• [What the exercise asks]: Somewhere below, one line contains "filename src/bin/gatesocks.rs" and a later line contains "let level = if". Output those two lines and everything between them exactly, and nothing else.

=== Section Start ===

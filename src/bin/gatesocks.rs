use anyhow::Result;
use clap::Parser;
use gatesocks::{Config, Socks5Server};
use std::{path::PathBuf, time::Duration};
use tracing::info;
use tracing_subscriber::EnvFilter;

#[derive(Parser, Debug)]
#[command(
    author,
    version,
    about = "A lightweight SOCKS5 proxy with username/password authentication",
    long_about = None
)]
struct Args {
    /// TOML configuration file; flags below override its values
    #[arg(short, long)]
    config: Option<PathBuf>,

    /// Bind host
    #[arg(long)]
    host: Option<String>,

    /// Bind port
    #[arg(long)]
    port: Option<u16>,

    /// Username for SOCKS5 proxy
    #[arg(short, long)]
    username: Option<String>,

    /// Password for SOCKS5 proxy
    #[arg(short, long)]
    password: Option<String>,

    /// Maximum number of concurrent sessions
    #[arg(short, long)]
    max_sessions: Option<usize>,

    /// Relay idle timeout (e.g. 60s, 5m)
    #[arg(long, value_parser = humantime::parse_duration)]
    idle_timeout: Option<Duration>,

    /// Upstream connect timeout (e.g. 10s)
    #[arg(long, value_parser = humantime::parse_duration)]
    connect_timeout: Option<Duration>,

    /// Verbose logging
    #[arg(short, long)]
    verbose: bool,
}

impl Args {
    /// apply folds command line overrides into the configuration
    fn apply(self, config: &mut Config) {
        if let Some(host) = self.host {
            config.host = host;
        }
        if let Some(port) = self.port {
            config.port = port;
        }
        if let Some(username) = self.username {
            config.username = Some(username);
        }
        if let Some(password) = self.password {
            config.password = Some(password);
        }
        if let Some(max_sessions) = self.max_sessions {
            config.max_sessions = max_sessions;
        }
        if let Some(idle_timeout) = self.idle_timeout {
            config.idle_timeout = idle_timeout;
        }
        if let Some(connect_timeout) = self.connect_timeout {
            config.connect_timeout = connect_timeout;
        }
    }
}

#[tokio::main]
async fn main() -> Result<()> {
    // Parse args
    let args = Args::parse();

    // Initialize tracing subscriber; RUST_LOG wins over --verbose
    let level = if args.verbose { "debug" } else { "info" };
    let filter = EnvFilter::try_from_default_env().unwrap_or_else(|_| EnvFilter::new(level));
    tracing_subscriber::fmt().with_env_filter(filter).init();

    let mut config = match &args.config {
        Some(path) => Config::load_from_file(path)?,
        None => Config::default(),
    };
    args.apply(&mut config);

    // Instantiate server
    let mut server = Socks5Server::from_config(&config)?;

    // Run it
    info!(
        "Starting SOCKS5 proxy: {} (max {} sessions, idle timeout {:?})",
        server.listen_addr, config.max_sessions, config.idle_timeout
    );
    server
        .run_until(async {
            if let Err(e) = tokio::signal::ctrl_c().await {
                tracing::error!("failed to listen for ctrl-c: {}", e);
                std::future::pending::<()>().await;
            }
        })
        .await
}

=== Section End ===
=== Section Start ===

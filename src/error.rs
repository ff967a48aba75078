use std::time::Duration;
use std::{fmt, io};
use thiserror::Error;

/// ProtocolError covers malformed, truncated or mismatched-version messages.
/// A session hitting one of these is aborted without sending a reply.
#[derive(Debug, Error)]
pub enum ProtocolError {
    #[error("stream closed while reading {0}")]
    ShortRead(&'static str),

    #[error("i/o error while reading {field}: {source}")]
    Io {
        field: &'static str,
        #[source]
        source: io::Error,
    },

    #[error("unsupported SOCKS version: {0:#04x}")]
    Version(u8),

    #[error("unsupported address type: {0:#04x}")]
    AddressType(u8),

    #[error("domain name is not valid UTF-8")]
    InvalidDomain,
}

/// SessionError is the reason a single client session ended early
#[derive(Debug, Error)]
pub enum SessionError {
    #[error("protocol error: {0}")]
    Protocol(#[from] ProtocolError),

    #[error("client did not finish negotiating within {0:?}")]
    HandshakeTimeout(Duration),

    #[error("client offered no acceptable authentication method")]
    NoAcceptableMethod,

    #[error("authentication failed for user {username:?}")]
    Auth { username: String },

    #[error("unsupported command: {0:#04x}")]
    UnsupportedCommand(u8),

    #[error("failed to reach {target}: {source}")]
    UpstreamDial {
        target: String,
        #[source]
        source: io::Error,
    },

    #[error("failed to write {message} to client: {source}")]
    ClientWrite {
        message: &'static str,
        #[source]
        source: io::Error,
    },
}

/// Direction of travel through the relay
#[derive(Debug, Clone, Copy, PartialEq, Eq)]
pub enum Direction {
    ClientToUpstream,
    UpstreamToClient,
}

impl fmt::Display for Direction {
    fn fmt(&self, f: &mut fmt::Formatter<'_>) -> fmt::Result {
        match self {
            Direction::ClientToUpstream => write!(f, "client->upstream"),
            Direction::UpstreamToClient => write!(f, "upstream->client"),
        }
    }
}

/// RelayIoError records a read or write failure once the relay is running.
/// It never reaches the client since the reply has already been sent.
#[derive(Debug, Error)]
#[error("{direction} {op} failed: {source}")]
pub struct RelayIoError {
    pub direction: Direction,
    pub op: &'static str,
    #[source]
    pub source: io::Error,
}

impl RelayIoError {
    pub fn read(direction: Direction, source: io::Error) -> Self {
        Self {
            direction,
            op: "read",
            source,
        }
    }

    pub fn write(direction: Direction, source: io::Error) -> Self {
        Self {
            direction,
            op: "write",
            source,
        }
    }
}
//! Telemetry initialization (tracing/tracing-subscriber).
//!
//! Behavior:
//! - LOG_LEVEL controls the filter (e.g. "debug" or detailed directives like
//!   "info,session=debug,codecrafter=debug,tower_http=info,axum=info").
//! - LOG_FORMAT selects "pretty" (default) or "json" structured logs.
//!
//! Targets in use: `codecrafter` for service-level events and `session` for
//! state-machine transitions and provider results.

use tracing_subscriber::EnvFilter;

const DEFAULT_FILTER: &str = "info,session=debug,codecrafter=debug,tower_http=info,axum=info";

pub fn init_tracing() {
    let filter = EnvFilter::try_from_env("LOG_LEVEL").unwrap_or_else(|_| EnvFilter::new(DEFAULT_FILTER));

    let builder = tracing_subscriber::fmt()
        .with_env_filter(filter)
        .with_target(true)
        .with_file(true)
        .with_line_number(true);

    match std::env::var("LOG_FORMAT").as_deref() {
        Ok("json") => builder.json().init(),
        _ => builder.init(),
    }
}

=== Section End ===
=== Section Start ===

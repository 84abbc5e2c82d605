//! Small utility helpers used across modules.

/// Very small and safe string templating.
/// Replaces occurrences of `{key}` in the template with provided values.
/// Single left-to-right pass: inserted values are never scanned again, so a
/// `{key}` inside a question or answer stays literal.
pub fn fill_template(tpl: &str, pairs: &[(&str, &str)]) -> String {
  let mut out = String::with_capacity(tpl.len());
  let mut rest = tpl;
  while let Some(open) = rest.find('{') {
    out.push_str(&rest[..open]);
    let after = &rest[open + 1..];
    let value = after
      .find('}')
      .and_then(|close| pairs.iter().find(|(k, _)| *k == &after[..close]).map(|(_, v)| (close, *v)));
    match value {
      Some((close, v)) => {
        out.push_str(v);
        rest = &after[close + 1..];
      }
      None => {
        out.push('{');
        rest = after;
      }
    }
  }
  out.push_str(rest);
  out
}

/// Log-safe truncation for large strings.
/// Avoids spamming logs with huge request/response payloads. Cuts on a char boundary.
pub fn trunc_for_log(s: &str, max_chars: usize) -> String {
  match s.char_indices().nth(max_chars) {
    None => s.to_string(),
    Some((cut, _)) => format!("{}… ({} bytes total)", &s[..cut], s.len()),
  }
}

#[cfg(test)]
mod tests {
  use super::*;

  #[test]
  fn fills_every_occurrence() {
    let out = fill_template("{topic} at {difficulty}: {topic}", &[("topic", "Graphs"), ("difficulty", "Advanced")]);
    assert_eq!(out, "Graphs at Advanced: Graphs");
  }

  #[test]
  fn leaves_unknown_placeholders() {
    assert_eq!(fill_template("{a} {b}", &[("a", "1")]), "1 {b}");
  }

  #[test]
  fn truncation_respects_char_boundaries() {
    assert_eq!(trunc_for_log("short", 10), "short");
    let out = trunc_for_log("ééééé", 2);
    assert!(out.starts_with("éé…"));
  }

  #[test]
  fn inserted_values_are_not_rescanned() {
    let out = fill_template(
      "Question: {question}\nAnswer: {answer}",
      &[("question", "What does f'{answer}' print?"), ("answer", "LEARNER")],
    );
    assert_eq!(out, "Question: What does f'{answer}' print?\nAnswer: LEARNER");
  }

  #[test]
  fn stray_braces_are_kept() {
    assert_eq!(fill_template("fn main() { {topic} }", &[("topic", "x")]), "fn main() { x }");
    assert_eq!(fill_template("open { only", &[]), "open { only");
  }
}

=== Section End ===

• [Task answer]:
filename src/bin/gatesocks.rs
use anyhow::Result;
use clap::Parser;
use gatesocks::{Config, Socks5Server};
use std::{path::PathBuf, time::Duration};
use tracing::info;
use tracing_subscriber::EnvFilter;

#[derive(Parser, Debug)]
#[command(
    author,
    version,
    about = "A lightweight SOCKS5 proxy with username/password authentication",
    long_about = None
)]
struct Args {
    /// TOML configuration file; flags below override its values
    #[arg(short, long)]
    config: Option<PathBuf>,

    /// Bind host
    #[arg(long)]
    host: Option<String>,

    /// Bind port
    #[arg(long)]
    port: Option<u16>,

    /// Username for SOCKS5 proxy
    #[arg(short, long)]
    username: Option<String>,

    /// Password for SOCKS5 proxy
    #[arg(short, long)]
    password: Option<String>,

    /// Maximum number of concurrent sessions
    #[arg(short, long)]
    max_sessions: Option<usize>,

    /// Relay idle timeout (e.g. 60s, 5m)
    #[arg(long, value_parser = humantime::parse_duration)]
    idle_timeout: Option<Duration>,

    /// Upstream connect timeout (e.g. 10s)
    #[arg(long, value_parser = humantime::parse_duration)]
    connect_timeout: Option<Duration>,

    /// Verbose logging
    #[arg(short, long)]
    verbose: bool,
}

impl Args {
    /// apply folds command line overrides into the configuration
    fn apply(self, config: &mut Config) {
        if let Some(host) = self.host {
            config.host = host;
        }
        if let Some(port) = self.port {
            config.port = port;
        }
        if let Some(username) = self.username {
            config.username = Some(username);
        }
        if let Some(password) = self.password {
            config.password = Some(password);
        }
        if let Some(max_sessions) = self.max_sessions {
            config.max_sessions = max_sessions;
        }
        if let Some(idle_timeout) = self.idle_timeout {
            config.idle_timeout = idle_timeout;
        }
        if let Some(connect_timeout) = self.connect_timeout {
            config.connect_timeout = connect_timeout;
        }
    }
}

#[tokio::main]
async fn main() -> Result<()> {
    // Parse args
    let args = Args::parse();

    // Initialize tracing subscriber; RUST_LOG wins over --verbose
    let level = if args.verbose { "debug" } else { "info" };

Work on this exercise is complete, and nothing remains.